Last week, the Texas Education Agency quietly updated its protocol and is now allowing districts to remove students from remote learning if they’re struggling academically.
But for San Antonio Alliance President Alejandra Lopez, it's not the right answer.
"It's completely counterintuitive," Lopez said of the news on Wednesday. "The idea that a student is failing, so we need to bring them into a dangerous condition, in a school building, is completely backward."
The TEA says a district can remove a student from remote learning if they have a class average of 70 or below, or three or more unexcused absences.
Educators would have to submit proof of the student's struggles, while parents would need to be notified two weeks prior and also agree to the change.
Lopez said San Antonio ISD is already reaching out to teachers trying to identify those struggling students.
But SAISD officials told KENS 5 the strategy is just one option on the table. In a letter to staff, the superintendent stated that "...schools are requesting flexibility to offer measures like tutoring, Saturday or Twilight school and targeted in-person instruction..."
But for the district's teachers union, the answer lies outside of the classroom.
"We need to invest into the infrastructure and resources to make virtual learning successful," Lopez said. "We're at an 8.4(%) positivity rate. We should be preparing for schools potentially being shut to limit community spread not thinking about how we can rush more students in."
KENS 5 reached out to other area school districts to see if they would be implementing the TEA's latest option, these were their responses:
North East ISD: "No, we will not require it. We are having conversations with the families of students who are struggling, encouraging them to return – but we will not mandate it."

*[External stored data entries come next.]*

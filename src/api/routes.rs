use axum::{
    extract::DefaultBodyLimit,
    http::{header, HeaderValue},
    routing::{get, post},
    Router,
};
use std::sync::Arc;
use tower_http::cors::{AllowOrigin, Any, CorsLayer};
use tower_http::set_header::SetResponseHeaderLayer;
use tower_http::trace::TraceLayer;

use crate::config::CorsConfig;

use super::analytics::get_user_analytics;
use super::handlers::{
    check_view_exists, create_log, create_view, get_user_stats, get_view_stats, health_check,
    list_logs, list_user_logs, list_views, not_found, service_info, AppState,
};

/// Largest JSON body accepted by any endpoint (10MB)
pub const MAX_BODY_BYTES: usize = 10 * 1024 * 1024;

pub fn create_api_router(state: Arc<AppState>, cors: &CorsConfig) -> Router {
    let engagement_logs = Router::new()
        .route("/health", get(health_check))
        .route("/", post(create_log).get(list_logs))
        .route("/user/{user_id}", get(list_user_logs))
        .route("/stats/user/{user_id}", get(get_user_stats))
        .route("/stats/views", get(get_view_stats))
        .route("/analytics/user/{user_id}", get(get_user_analytics))
        .route("/views", get(list_views).post(create_view))
        .route("/views/{view_name}", get(check_view_exists));

    Router::new()
        .route("/", get(service_info))
        .nest("/api/engagement-logs", engagement_logs)
        .fallback(not_found)
        .with_state(state)
        .layer(DefaultBodyLimit::max(MAX_BODY_BYTES))
        .layer(SetResponseHeaderLayer::if_not_present(
            header::X_CONTENT_TYPE_OPTIONS,
            HeaderValue::from_static("nosniff"),
        ))
        .layer(SetResponseHeaderLayer::if_not_present(
            header::X_FRAME_OPTIONS,
            HeaderValue::from_static("SAMEORIGIN"),
        ))
        .layer(SetResponseHeaderLayer::if_not_present(
            header::REFERRER_POLICY,
            HeaderValue::from_static("no-referrer"),
        ))
        .layer(cors_layer(cors))
        .layer(TraceLayer::new_for_http())
}

fn cors_layer(cors: &CorsConfig) -> CorsLayer {
    let origins: Vec<HeaderValue> = cors
        .allowed_origins
        .iter()
        .filter_map(|origin| match origin.parse::<HeaderValue>() {
            Ok(value) => Some(value),
            Err(_) => {
                tracing::warn!("Ignoring invalid CORS origin '{origin}'");
                None
            }
        })
        .collect();

    if origins.is_empty() {
        CorsLayer::new()
            .allow_origin(Any)
            .allow_methods(Any)
            .allow_headers(Any)
    } else {
        CorsLayer::new()
            .allow_origin(AllowOrigin::list(origins))
            .allow_methods(Any)
            .allow_headers(Any)
    }
}
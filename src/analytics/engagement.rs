//! Engagement metrics over a trailing window of days

use chrono::{DateTime, Datelike, Days, NaiveDate, TimeDelta, Utc};
use serde::{Deserialize, Serialize};
use std::collections::{BTreeMap, HashMap, HashSet};

/// Week-over-week change (in percent) both metrics must exceed to count as a trend
pub const TREND_THRESHOLD_PERCENT: f64 = 10.0;

/// One observed viewing of a section
#[derive(Debug, Clone, PartialEq, Eq, Serialize, Deserialize)]
pub struct ViewSession {
    pub view_label: String,
    pub duration_seconds: u32,
    pub viewed_at: DateTime<Utc>,
}

/// Engagement on a single UTC calendar day
#[derive(Debug, Clone, PartialEq, Serialize, Deserialize)]
pub struct DailyBucket {
    pub date: NaiveDate,
    pub sessions: u64,
    pub duration: u64,
    pub unique_views: u64,
    pub avg_duration: f64,
}

impl DailyBucket {
    fn empty(date: NaiveDate) -> Self {
        Self {
            date,
            sessions: 0,
            duration: 0,
            unique_views: 0,
            avg_duration: 0.0,
        }
    }
}

#[derive(Debug, Clone, Copy, PartialEq, Eq, Serialize, Deserialize)]
#[serde(rename_all = "snake_case")]
pub enum EngagementTrend {
    Increasing,
    Decreasing,
    Stable,
    InsufficientData,
}

#[derive(Debug, Clone, PartialEq, Serialize, Deserialize)]
pub struct AnalyticsResult {
    pub total_sessions: u64,
    pub total_duration: u64,
    pub avg_duration: f64,
    pub unique_views: u64,
    /// One bucket per day of the window, most recent day first
    pub daily_engagement: Vec<DailyBucket>,
    pub engagement_trend: EngagementTrend,
}

#[derive(Debug, Default, Clone, Copy)]
struct WeeklyAggregate {
    sessions: u64,
    duration: u64,
}

/// Compute engagement analytics for the `days` days ending at `now`.
///
/// Only sessions viewed at or after `now - days` contribute to any of the
/// metrics. `daily_engagement` always holds one bucket per calendar day from
/// today back to `days - 1` days ago, zero-filled where nothing was viewed.
pub fn compute_analytics(
    sessions: &[ViewSession],
    days: u32,
    now: DateTime<Utc>,
) -> AnalyticsResult {
    let cutoff = now
        .checked_sub_signed(TimeDelta::days(i64::from(days)))
        .unwrap_or(DateTime::<Utc>::MIN_UTC);

    let recent: Vec<&ViewSession> = sessions
        .iter()
        .filter(|session| session.viewed_at >= cutoff)
        .collect();

    let total_sessions = recent.len() as u64;
    let total_duration: u64 = recent
        .iter()
        .map(|session| u64::from(session.duration_seconds))
        .sum();
    let unique_views = recent
        .iter()
        .map(|session| session.view_label.as_str())
        .collect::<HashSet<_>>()
        .len() as u64;

    AnalyticsResult {
        total_sessions,
        total_duration,
        avg_duration: average(total_duration, total_sessions),
        unique_views,
        daily_engagement: daily_engagement(&recent, days, now.date_naive()),
        engagement_trend: engagement_trend(&recent),
    }
}

fn average(total: u64, count: u64) -> f64 {
    if count == 0 {
        0.0
    } else {
        total as f64 / count as f64
    }
}

fn daily_engagement(recent: &[&ViewSession], days: u32, today: NaiveDate) -> Vec<DailyBucket> {
    // Stops early only if the window reaches past the earliest representable date
    let mut buckets: Vec<DailyBucket> = (0..u64::from(days))
        .map_while(|offset| today.checked_sub_days(Days::new(offset)))
        .map(DailyBucket::empty)
        .collect();

    let index: HashMap<NaiveDate, usize> = buckets
        .iter()
        .enumerate()
        .map(|(i, bucket)| (bucket.date, i))
        .collect();
    let mut labels: Vec<HashSet<&str>> = vec![HashSet::new(); buckets.len()];

    for session in recent {
        if let Some(&i) = index.get(&session.viewed_at.date_naive()) {
            buckets[i].sessions += 1;
            buckets[i].duration += u64::from(session.duration_seconds);
            labels[i].insert(session.view_label.as_str());
        }
    }

    for (bucket, labels) in buckets.iter_mut().zip(labels) {
        bucket.unique_views = labels.len() as u64;
        bucket.avg_duration = average(bucket.duration, bucket.sessions);
    }

    buckets
}

/// Start of the Sunday-aligned week containing `date`
fn week_start(date: NaiveDate) -> NaiveDate {
    let offset = u64::from(date.weekday().num_days_from_sunday());
    date.checked_sub_days(Days::new(offset))
        .unwrap_or(NaiveDate::MIN)
}

fn engagement_trend(recent: &[&ViewSession]) -> EngagementTrend {
    if recent.len() < 2 {
        return EngagementTrend::InsufficientData;
    }

    let mut weeks: BTreeMap<NaiveDate, WeeklyAggregate> = BTreeMap::new();
    for session in recent {
        let week = weeks
            .entry(week_start(session.viewed_at.date_naive()))
            .or_default();
        week.sessions += 1;
        week.duration += u64::from(session.duration_seconds);
    }

    let mut latest_first = weeks.values().rev();
    let (Some(current), Some(previous)) = (latest_first.next(), latest_first.next()) else {
        return EngagementTrend::InsufficientData;
    };

    classify(previous, current)
}

fn percent_change(previous: u64, current: u64) -> Option<f64> {
    if previous == 0 {
        return None;
    }
    Some((current as f64 - previous as f64) / previous as f64 * 100.0)
}

fn classify(previous: &WeeklyAggregate, current: &WeeklyAggregate) -> EngagementTrend {
    // A week only exists once it holds a session, so only the duration can be zero
    let (Some(session_change), Some(duration_change)) = (
        percent_change(previous.sessions, current.sessions),
        percent_change(previous.duration, current.duration),
    ) else {
        return EngagementTrend::Stable;
    };

    if session_change > TREND_THRESHOLD_PERCENT && duration_change > TREND_THRESHOLD_PERCENT {
        EngagementTrend::Increasing
    } else if session_change < -TREND_THRESHOLD_PERCENT
        && duration_change < -TREND_THRESHOLD_PERCENT
    {
        EngagementTrend::Decreasing
    } else {
        EngagementTrend::Stable
    }
}
use serde::{Deserialize, Serialize};
use sqlx::FromRow;

/// An application section whose viewing time is tracked
#[derive(Debug, Clone, PartialEq, Eq, Serialize, Deserialize, FromRow)]
pub struct View {
    pub id: i64,
    pub view_name: String,
}

#[derive(Debug, Deserialize)]
pub struct CreateViewRequest {
    pub view_name: Option<String>,
}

Northside ISD: "Even prior to the guidance from TEA, campus staff have been working with families to proactively address issues of students struggling in a virtual model. Specifically, we are having conversations with parents about additional support including the option of returning the student to in-person learning."
Southside ISD: "Currently, about 50% of our students are on-campus and the other 50% are online. We are leaving the decision to our parents whether to send their children to school or keep them learning at home. This has always been our plan."